Pauri District Magistrate Vijay Kumar Jogdande said efforts are on to increase livelihood opportunities in 100 villages of the district, including agriculture and animal husbandry. 

Villages are also being patrolled to protect them from wild animals, he claimed. “The positive results would hopefully be seen soon,” the DM added. 

However, many villagers claimed they hadn’t even heard of the scheme. “We have never seen any village being surrounded by wildlife for protection. Last year in our village, a leopard killed a woman,” said Sudhir Sundriyal, a resident of Dabra village of Mazgaon Gram Sabha of Chaubattakhal tehsil. 

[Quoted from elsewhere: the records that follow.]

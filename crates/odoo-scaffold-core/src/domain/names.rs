//! Name derivation.
//!
//! [`DerivedNames`] is computed once per invocation from a [`ModuleName`] and
//! a [`PlatformVersion`], then handed by shared reference to every artifact
//! renderer. Any identifier that one artifact declares and another references
//! (groups, views, the window action, menus, the model reference) is produced
//! by a method here, so two artifacts cannot spell the same reference
//! differently.

use serde::Serialize;

use crate::domain::{
    dialect::VisibilityDialect,
    identifier::{ModuleName, PlatformVersion},
};

/// Every name the bundle uses, derived from one identifier.
#[derive(Debug, Clone, PartialEq, Eq, Serialize)]
pub struct DerivedNames {
    #[serde(skip)]
    module: ModuleName,
    /// `library_management` → `Library Management`.
    pub human_name: String,
    /// `library_management` → `library.management` (the Odoo `_name`).
    pub dotted_name: String,
    /// `library_management` → `LibraryManagement`.
    pub class_name: String,
    /// The identifier itself; namespace for every generated xml id.
    pub record_id_prefix: String,
    /// `model_library_management`, the `ir.model` xml id.
    pub model_reference_id: String,
    pub visibility_dialect: VisibilityDialect,
    pub platform_version: PlatformVersion,
}

impl DerivedNames {
    /// Derive all names. Total and pure.
    pub fn derive(module: &ModuleName, version: PlatformVersion) -> Self {
        let human_name = module
            .segments()
            .map(title_case)
            .collect::<Vec<_>>()
            .join(" ");
        let class_name: String = module.segments().map(capitalize).collect();
        let dotted_name = module.as_str().replace('_', ".");

        Self {
            human_name,
            class_name,
            model_reference_id: format!("model_{}", dotted_name.replace('.', "_")),
            dotted_name,
            record_id_prefix: module.as_str().to_string(),
            visibility_dialect: VisibilityDialect::for_version(version),
            platform_version: version,
            module: module.clone(),
        }
    }

    /// The identifier these names were derived from.
    pub fn module(&self) -> &ModuleName {
        &self.module
    }

    // ── Shared references ─────────────────────────────────────────────────

    pub fn user_group_id(&self) -> String {
        format!("group_{}_user", self.record_id_prefix)
    }

    pub fn manager_group_id(&self) -> String {
        format!("group_{}_manager", self.record_id_prefix)
    }

    pub fn user_access_id(&self) -> String {
        format!("access_{}_user", self.record_id_prefix)
    }

    pub fn manager_access_id(&self) -> String {
        format!("access_{}_manager", self.record_id_prefix)
    }

    pub fn form_view_id(&self) -> String {
        format!("view_{}_form", self.record_id_prefix)
    }

    pub fn tree_view_id(&self) -> String {
        format!("view_{}_tree", self.record_id_prefix)
    }

    pub fn search_view_id(&self) -> String {
        format!("view_{}_search", self.record_id_prefix)
    }

    pub fn action_id(&self) -> String {
        format!("action_{}", self.record_id_prefix)
    }

    pub fn root_menu_id(&self) -> String {
        format!("menu_{}_root", self.record_id_prefix)
    }

    pub fn main_menu_id(&self) -> String {
        format!("menu_{}_main", self.record_id_prefix)
    }

    pub fn list_menu_id(&self) -> String {
        format!("menu_{}_list", self.record_id_prefix)
    }

    // ── File names ────────────────────────────────────────────────────────

    /// Python module holding the model, relative to `models/`.
    pub fn model_module(&self) -> &str {
        &self.record_id_prefix
    }

    pub fn model_file(&self) -> String {
        format!("models/{}.py", self.record_id_prefix)
    }

    pub fn views_file(&self) -> String {
        format!("views/{}_views.xml", self.record_id_prefix)
    }

    /// Manifest version string, e.g. `17.0.1.0.0`.
    pub fn manifest_version(&self) -> String {
        format!("{}.0.1.0.0", self.platform_version)
    }
}

/// ASCII title case: a letter after a non-letter is upper, others lower.
///
/// `sale2go` becomes `Sale2Go`. Identifiers are ASCII-only, so locale and
/// Unicode case rules do not apply.
fn title_case(segment: &str) -> String {
    let mut after_letter = false;
    segment
        .chars()
        .map(|c| {
            let out = if after_letter {
                c.to_ascii_lowercase()
            } else {
                c.to_ascii_uppercase()
            };
            after_letter = c.is_ascii_alphabetic();
            out
        })
        .collect()
}

/// First character upper, the rest lower: `sale2go` becomes `Sale2go`.
fn capitalize(segment: &str) -> String {
    let mut chars = segment.chars();
    match chars.next() {
        Some(first) => {
            let mut out = String::with_capacity(segment.len());
            out.push(first.to_ascii_uppercase());
            out.extend(chars.map(|c| c.to_ascii_lowercase()));
            out
        }
        None => String::new(),
    }
}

Sundriyal is a farmer who is trying to reverse migration in the area. “Leopards are very active in the area. We are demanding village security fencing from the administration but to no avail,” he said. 

The social activist suspects three villages in Mazgaon Gram Sabha will be deserted in the next two to three years as well. “There were eight families in my village Dabra. Three fled this year. Another is leaving this month,” he said.

Now, only four families will be left. “Naunyun village had just four families, but two of them migrated this year,” he said. 

Fear of leopard attacks is the driving reason behind the migration, not unemployment, claimed the farmer. “If someone sends their child to school, they can’t work in the fields that day. The child can't go to school if the farmer has to be in the fields. Situations like these are not sustainable,” he said.